When they played back the recording afterward, something remarkable happened. Kanye sat there with his family, holding his daughter North on his lap, and listened to his vocals, singing, “Hello, my only one . . . ” And in that moment, not only could he not recall having sung those words, but he realized that perhaps the words had never really come from him.
 
The process of artistic creation is one that does not involve thinking, but often channeling. And he understood in that moment that his late mother, Dr. Donda West, who was also his mentor, confidante, and best friend, had spoken through him that day.

…but I don’t know if enough people remember the context of this song’s release.

This was the first song Kanye had released since Yeezus, an album appropriately described as “punk hip-hop” and which featured song titles like “Black Skinhead” and “I Am A God.” Its most recent single, and the taste that was left in our collective mouth, featured a topless Kim Kardashian saddling a motorcycle in its music video#.

And then, seemingly out of nowhere, he drops “Only One,” a sonic curveball and reminder that Kanye is about more than just middle fingers and buzzsaw synths. Recorded in a large house in Mexico — The back of the house had no walls and no doors; it was just open [and facing] the ocean. You would think he would want the mic enclosed and all that but we just had the doors open, and it came out perfect” — the song debuted at #35 on the Billboard Hot 100 and, fun fact, marked the first Top 40 hit for McCartney in over 25 years. But more importantly, it made us, again, reevaluate Kanye West the artist, just when we really thought we had him pegged.
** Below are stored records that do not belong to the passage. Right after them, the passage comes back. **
use async_trait::async_trait;
use quarry_core::adapter::JobBoardAdapter;
use quarry_core::error::AppError;
use quarry_core::models::RawPosting;
use quarry_core::source::SourceType;
use quarry_core::traits::{Cleaner, Fetcher};
use serde::Deserialize;

use super::{board_slug, describe, fetch_json, non_empty, parse_board_url, parse_date, sector_from};

const API_BASE: &str = "https://apply.workable.com/api/v1/widget/accounts";

/// Workable careers pages (`https://apply.workable.com/<account>`), read
/// through the embeddable widget API.
#[derive(Clone)]
pub struct WorkableAdapter<F, C> {
    fetcher: F,
    cleaner: C,
}

impl<F: Fetcher, C: Cleaner> WorkableAdapter<F, C> {
    pub fn new(fetcher: F, cleaner: C) -> Self {
        Self { fetcher, cleaner }
    }

    fn api_url(board_url: &str) -> Result<String, AppError> {
        let url = parse_board_url(board_url)?;
        // Legacy `<account>.workable.com` pages carry the account in the host.
        let account = match url.host_str().and_then(|h| h.strip_suffix(".workable.com")) {
            Some(sub) if sub != "apply" && sub != "www" => sub.to_string(),
            _ => board_slug(&url)?,
        };
        Ok(format!("{API_BASE}/{account}?details=true"))
    }

    fn to_raw(&self, job: WorkableJob) -> Result<RawPosting, AppError> {
        let place: Vec<String> = [job.city, job.state, job.country]
            .into_iter()
            .filter_map(non_empty)
            .collect();
        let location = match (place.is_empty(), job.telecommuting) {
            (false, _) => Some(place.join(", ")),
            (true, Some(true)) => Some("Remote".to_string()),
            (true, _) => None,
        };

        let mut raw = RawPosting {
            title: non_empty(job.title),
            job_url: non_empty(job.url).or_else(|| non_empty(job.shortlink)),
            location,
            sector: sector_from(
                [&job.department, &job.function]
                    .into_iter()
                    .flatten()
                    .map(String::as_str),
            ),
            posted_date: job
                .published_on
                .or(job.created_at)
                .as_deref()
                .and_then(parse_date),
            ..Default::default()
        };

        describe(&mut raw, &self.cleaner, job.description.as_deref(), None)?;
        Ok(raw)
    }
}

#[async_trait]
impl<F, C> JobBoardAdapter for WorkableAdapter<F, C>
where
    F: Fetcher + 'static,
    C: Cleaner + 'static,
{
    fn source_type(&self) -> SourceType {
        SourceType::Workable
    }

    async fn fetch(&self, board_url: &str) -> Result<Vec<RawPosting>, AppError> {
        let api_url = Self::api_url(board_url)?;
        let account: WorkableAccount = fetch_json(&self.fetcher, &api_url).await?;
        tracing::debug!(board = %board_url, count = account.jobs.len(), "Workable jobs fetched");
        account.jobs.into_iter().map(|job| self.to_raw(job)).collect()
    }
}

#[derive(Debug, Deserialize)]
struct WorkableAccount {
    jobs: Vec<WorkableJob>,
}

#[derive(Debug, Deserialize)]
struct WorkableJob {
    title: Option<String>,
    url: Option<String>,
    shortlink: Option<String>,
    city: Option<String>,
    state: Option<String>,
    country: Option<String>,
    telecommuting: Option<bool>,
    department: Option<String>,
    function: Option<String>,
    published_on: Option<String>,
    created_at: Option<String>,
    description: Option<String>,
}

#[cfg(test)]
mod tests {
    use chrono::NaiveDate;
    use quarry_core::testutil::MockFetcher;

    use super::*;
    use crate::cleaner::HtmdCleaner;

    type Adapter = WorkableAdapter<MockFetcher, HtmdCleaner>;

    const ACCOUNT: &str = r#"{
        "name": "Acme",
        "description": null,
        "jobs": [
            {
                "title": "Operations Lead",
                "shortcode": "A1B2C3",
                "employment_type": "Full-time",
                "telecommuting": false,
                "department": "Operations",
                "url": "https://apply.workable.com/j/A1B2C3",
                "shortlink": "https://apply.workable.com/j/A1B2C3",
                "published_on": "2024-01-15",
                "created_at": "2024-01-12",
                "country": "Portugal",
                "city": "Lisbon",
                "state": "",
                "description": "<p>Run the floor. Salary 45k - 60k.</p><p><strong>Requirements</strong></p><ul><li>Excel</li><li>Portuguese</li></ul>"
            },
            {
                "title": "Remote Analyst",
                "shortlink": "https://apply.workable.com/j/D4E5F6",
                "telecommuting": true,
                "function": "Finance"
            }
        ]
    }"#;

    #[test]
    fn api_url_variants() {
        assert_eq!(
            Adapter::api_url("https://apply.workable.com/acme/").unwrap(),
            "https://apply.workable.com/api/v1/widget/accounts/acme?details=true"
        );
        assert_eq!(
            Adapter::api_url("https://acme.workable.com").unwrap(),
            "https://apply.workable.com/api/v1/widget/accounts/acme?details=true"
        );
    }

    #[tokio::test]
    async fn parses_jobs() {
        let adapter = WorkableAdapter::new(MockFetcher::new(ACCOUNT), HtmdCleaner::new());
        let postings = adapter.fetch("https://apply.workable.com/acme").await.unwrap();

        assert_eq!(postings.len(), 2);
        let first = &postings[0];
        assert_eq!(first.location.as_deref(), Some("Lisbon, Portugal"));
        assert_eq!(first.sector.as_deref(), Some("operations"));
        assert_eq!(first.requirements.as_deref(), Some("Excel\nPortuguese"));
        assert_eq!(first.posted_date, NaiveDate::from_ymd_opt(2024, 1, 15));

        let second = &postings[1];
        assert_eq!(
            second.job_url.as_deref(),
            Some("https://apply.workable.com/j/D4E5F6")
        );
        assert_eq!(second.location.as_deref(), Some("Remote"));
        assert_eq!(second.sector.as_deref(), Some("operations"));
        assert_eq!(second.posted_date, None);
    }
}
//! Pulling structured pieces out of posting description HTML.

use std::sync::LazyLock;

use regex::Regex;
use scraper::{ElementRef, Html, Selector};

pub const SHORT_DESCRIPTION_CHARS: usize = 200;

static LIST_SELECTOR: LazyLock<Selector> =
    LazyLock::new(|| Selector::parse("ul, ol").expect("list selector"));
static ITEM_SELECTOR: LazyLock<Selector> =
    LazyLock::new(|| Selector::parse("li").expect("item selector"));
static REQUIREMENT_HEADING: LazyLock<Regex> = LazyLock::new(|| {
    Regex::new(r"(?i)requirement|qualification|what you.ll need|you (?:have|bring)|about you")
        .expect("requirement heading regex")
});
static WHITESPACE: LazyLock<Regex> =
    LazyLock::new(|| Regex::new(r"\s+").expect("whitespace regex"));

/// Bullet items listed under a requirements/qualifications heading,
/// one per line. `None` when the description has no such section.
pub fn requirement_items(html: &str) -> Option<String> {
    let fragment = Html::parse_fragment(html);

    let items: Vec<String> = fragment
        .select(&LIST_SELECTOR)
        .filter(|list| {
            preceding_heading(*list).is_some_and(|text| REQUIREMENT_HEADING.is_match(&text))
        })
        .flat_map(|list| list.select(&ITEM_SELECTOR).map(element_text).collect::<Vec<_>>())
        .filter(|item| !item.is_empty())
        .collect();

    if items.is_empty() {
        None
    } else {
        Some(items.join("\n"))
    }
}

/// Text of the closest preceding sibling element, e.g. the `<h3>` or
/// `<p><b>` introducing a list.
fn preceding_heading(list: ElementRef<'_>) -> Option<String> {
    list.prev_siblings()
        .find_map(ElementRef::wrap)
        .map(element_text)
        .filter(|text| !text.is_empty())
}

fn element_text(element: ElementRef<'_>) -> String {
    collapse_whitespace(&element.text().collect::<String>())
}

pub fn collapse_whitespace(text: &str) -> String {
    WHITESPACE.replace_all(text.trim(), " ").into_owned()
}

/// First `max_chars` characters of `text` with whitespace collapsed.
pub fn summarize(text: &str, max_chars: usize) -> String {
    collapse_whitespace(text).chars().take(max_chars).collect()
}

/// Greenhouse returns `content` with its HTML entity-escaped.
pub fn unescape_html(escaped: &str) -> String {
    escaped
        .replace("&lt;", "<")
        .replace("&gt;", ">")
        .replace("&quot;", "\"")
        .replace("&#39;", "'")
        .replace("&nbsp;", " ")
        .replace("&amp;", "&")
}
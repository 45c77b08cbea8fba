pub mod config;
pub mod database;
pub mod job_record_repository;
pub mod run_log_repository;
pub mod source_repository;

pub use config::DatabaseConfig;
pub use database::Database;
pub use job_record_repository::{JobFilter, JobRecordRepository};
pub use run_log_repository::RunLogRepository;
pub use source_repository::SourceRepository;
//! ATS family detection for job-board sources.

use std::fmt;
use std::str::FromStr;
use std::sync::LazyLock;

use regex::Regex;
use serde::{Deserialize, Serialize};

use crate::models::Source;

/// The hosted ATS families Quarry knows how to scrape.
#[derive(Debug, Clone, Copy, PartialEq, Eq, Hash, PartialOrd, Ord, Serialize, Deserialize)]
#[serde(rename_all = "lowercase")]
pub enum SourceType {
    Lever,
    Greenhouse,
    Ashby,
    Breezy,
    Workable,
}

/// URL patterns in match priority order. First match wins.
static BOARD_PATTERNS: LazyLock<Vec<(SourceType, Regex)>> = LazyLock::new(|| {
    [
        (SourceType::Lever, r"(?i)jobs\.lever\.co"),
        (SourceType::Greenhouse, r"(?i)greenhouse\.io"),
        (SourceType::Ashby, r"(?i)ashbyhq\.com"),
        (SourceType::Breezy, r"(?i)breezy\.hr"),
        (SourceType::Workable, r"(?i)workable\.com"),
    ]
    .into_iter()
    .map(|(ty, pattern)| (ty, Regex::new(pattern).expect("valid board pattern")))
    .collect()
});

impl SourceType {
    pub const ALL: [SourceType; 5] = [
        SourceType::Lever,
        SourceType::Greenhouse,
        SourceType::Ashby,
        SourceType::Breezy,
        SourceType::Workable,
    ];

    pub fn as_str(&self) -> &'static str {
        match self {
            SourceType::Lever => "lever",
            SourceType::Greenhouse => "greenhouse",
            SourceType::Ashby => "ashby",
            SourceType::Breezy => "breezy",
            SourceType::Workable => "workable",
        }
    }

    /// Detect the ATS family from a job-board URL.
    ///
    /// Returns `None` when no known pattern matches.
    pub fn detect(board_url: &str) -> Option<SourceType> {
        BOARD_PATTERNS
            .iter()
            .find(|(_, pattern)| pattern.is_match(board_url))
            .map(|(ty, _)| *ty)
    }

    /// Classify a source. A declared type is authoritative; otherwise the
    /// board URL is matched against the known patterns.
    ///
    /// `None` means unknown. Callers skip the source rather than aborting.
    pub fn classify(source: &Source) -> Option<SourceType> {
        source
            .declared_type
            .or_else(|| Self::detect(&source.board_url))
    }
}

impl fmt::Display for SourceType {
    fn fmt(&self, f: &mut fmt::Formatter<'_>) -> fmt::Result {
        write!(f, "{}", self.as_str())
    }
}

impl FromStr for SourceType {
    type Err = String;

    fn from_str(s: &str) -> Result<Self, Self::Err> {
        match s.trim().to_lowercase().as_str() {
            "lever" => Ok(SourceType::Lever),
            "greenhouse" => Ok(SourceType::Greenhouse),
            "ashby" => Ok(SourceType::Ashby),
            "breezy" => Ok(SourceType::Breezy),
            "workable" => Ok(SourceType::Workable),
            _ => Err(format!("Unknown ATS type: {}", s)),
        }
    }
}
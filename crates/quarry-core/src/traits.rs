use std::future::Future;

use uuid::Uuid;

use crate::error::AppError;
use crate::models::{InsertOutcome, NewJobRecord, RunSummary, Source};

/// Fetches a response body from a URL.
pub trait Fetcher: Send + Sync + Clone {
    fn fetch(&self, url: &str) -> impl Future<Output = Result<String, AppError>> + Send;
}

/// Converts raw HTML into plain readable text.
pub trait Cleaner: Send + Sync + Clone {
    fn clean(&self, html: &str) -> Result<String, AppError>;
}

/// The narrow read/write contract the aggregation engine needs from storage.
///
/// Any error returned here is treated as the store being unavailable.
pub trait JobStore: Send + Sync + Clone {
    /// Active sources in a stable order. Inactive sources are never returned.
    fn list_active_sources(&self) -> impl Future<Output = Result<Vec<Source>, AppError>> + Send;

    fn exists_by_identity_hash(
        &self,
        identity_hash: &str,
    ) -> impl Future<Output = Result<bool, AppError>> + Send;

    /// Insert a record. Must reject a duplicate identity hash with
    /// [`InsertOutcome::Duplicate`] rather than an error, even if the caller
    /// skipped [`exists_by_identity_hash`](Self::exists_by_identity_hash).
    fn insert_job_record(
        &self,
        record: &NewJobRecord,
    ) -> impl Future<Output = Result<InsertOutcome, AppError>> + Send;

    fn touch_source_last_scraped(
        &self,
        source_id: Uuid,
    ) -> impl Future<Output = Result<(), AppError>> + Send;

    /// Append a run summary to the run log.
    fn record_run_summary(
        &self,
        summary: &RunSummary,
    ) -> impl Future<Output = Result<(), AppError>> + Send;
}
For some reason, “FourFiveSeconds” (a song that is essentially built around people’s love of hearing Rihanna say the phrase “FourFiveSeconds”) has been the Kanye track, if any, that outlets have given the “Best Of” nod to, which is a damn shame. In five years, no one is going to remember “FourFiveSeconds,” but every Kanye retrospective from now on is going to include “Only One,” the song Kanye’s mom wrote for his daughter and sung through him.